The headline issues of today, including the impeachment drama, are wedge issues that keep the American body politick divided and distracted.

Many of us Americans think our neighbor who believes in gun rights or abortion rights is our enemy.  Those issues are important, of course, but we and our liberal or conservative neighbors are not enemies.

We need to realize we have more in common with each other than we do with those who benefit from our indebtedness and economic insecurity.

Added Later.  I think our current politics dates from the Reagan era in the USA and, as the Umair Hague article points out, from the Margaret Thatcher era in the UK.

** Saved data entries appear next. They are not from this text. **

//! Server side copies of S3 objects, built on the
//! [aws_sdk_s3](https://docs.rs/aws-sdk-s3/latest/aws_sdk_s3/) crate.
//!
//! A [Copier] copies an object with a single `CopyObject` request when it is
//! smaller than the part size, and otherwise with a multipart upload whose
//! byte ranges are copied concurrently with `UploadPartCopy`.
//!
//! A multipart copy that fails is aborted, unless the copier is set to leave
//! the parts in place. The source is deleted on request, and only after the
//! copy succeeded.

/// Re-export of [aws_sdk_s3::client::Client](https://docs.rs/aws-sdk-s3/latest/aws_sdk_s3/client/struct.Client.html).
///
pub use aws_sdk_s3::Client;

mod aggregate;
mod api;
mod attributes;
mod copier;
mod dispatch;
mod error;
mod events;
pub mod part;
mod s3_object;
mod session;
#[cfg(any(test, feature = "test-utils"))]
pub mod test_utils;

pub use api::{
    CopyUploadPart, RegionClients, RequestOptionError, RequestOptions, S3Api, SdkRegionClients,
};
pub use attributes::CopyAttributes;
pub use copier::{
    CopyHandle, CopyOutcome, CopyRequest, Copier, DEFAULT_CONCURRENCY, DEFAULT_TIMEOUT,
};
pub use error::{CopyError, DeleteError};
pub use events::{CopyEvent, EventSink, TracingSink};
pub use part::{ByteRange, CopyStrategy, PartSize, PartSizeError};
pub use s3_object::{LocatorError, S3Object};
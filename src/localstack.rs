//! LocalStack endpoint discovery.

use anyhow::{Context, Result};
use clap::Parser;
use http::Uri;
use std::ffi::OsString;
use std::iter::empty;
use std::str::FromStr;

/// Environment variables which point the S3 client at LocalStack.
///
/// Ref: https://docs.localstack.cloud/localstack/configuration/
#[derive(Debug, Parser)]
struct LocalStackEnv {
    #[arg(long, env)]
    localstack_hostname: Option<String>,
    #[arg(long, env, default_value = "4566")]
    edge_port: String,
}

/// Construct a LocalStack endpoint URI if the `LOCALSTACK_HOSTNAME` env var
/// has been set. `EDGE_PORT` overrides the default port of `4566`.
pub(crate) fn get_endpoint_uri() -> Result<Option<Uri>> {
    // Only the environment is consulted, never the command line of the process.
    let env = LocalStackEnv::try_parse_from(empty::<OsString>())
        .context("An error occurred while reading the LocalStack environment variables.")?;
    env.localstack_hostname
        .map(|host| {
            let uri = format!("http://{}:{}", host, env.edge_port);
            Uri::from_str(&uri).context(format!("Failed to parse LocalStack URI: {}", uri))
        })
        .transpose()
}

I thought at the time that Reagan and Thatcher were necessary corrections to the political gridlock of the 1970s.  But they introduced a new kind of politics—a fear of those below you on the social and economic ladder who might take your money rather than indignation at those above you who already were.

Reagan and his successors were good at substituting conflict over social issues for conflict over economic issues.  But that’s partly because Bill Clinton, Barack Obama and their successors were willing to play the game on those terms and concede the economic questions to their supposed opponents.

LINKS

This Is How a Society Dies by Umair Haque for Eudaemonia & Co. on Medium.

Why America Is the World’s First Poor Rich Country by Umair Haque for Eudaemonia & Co. on Medium.  Hat tip to Steve B.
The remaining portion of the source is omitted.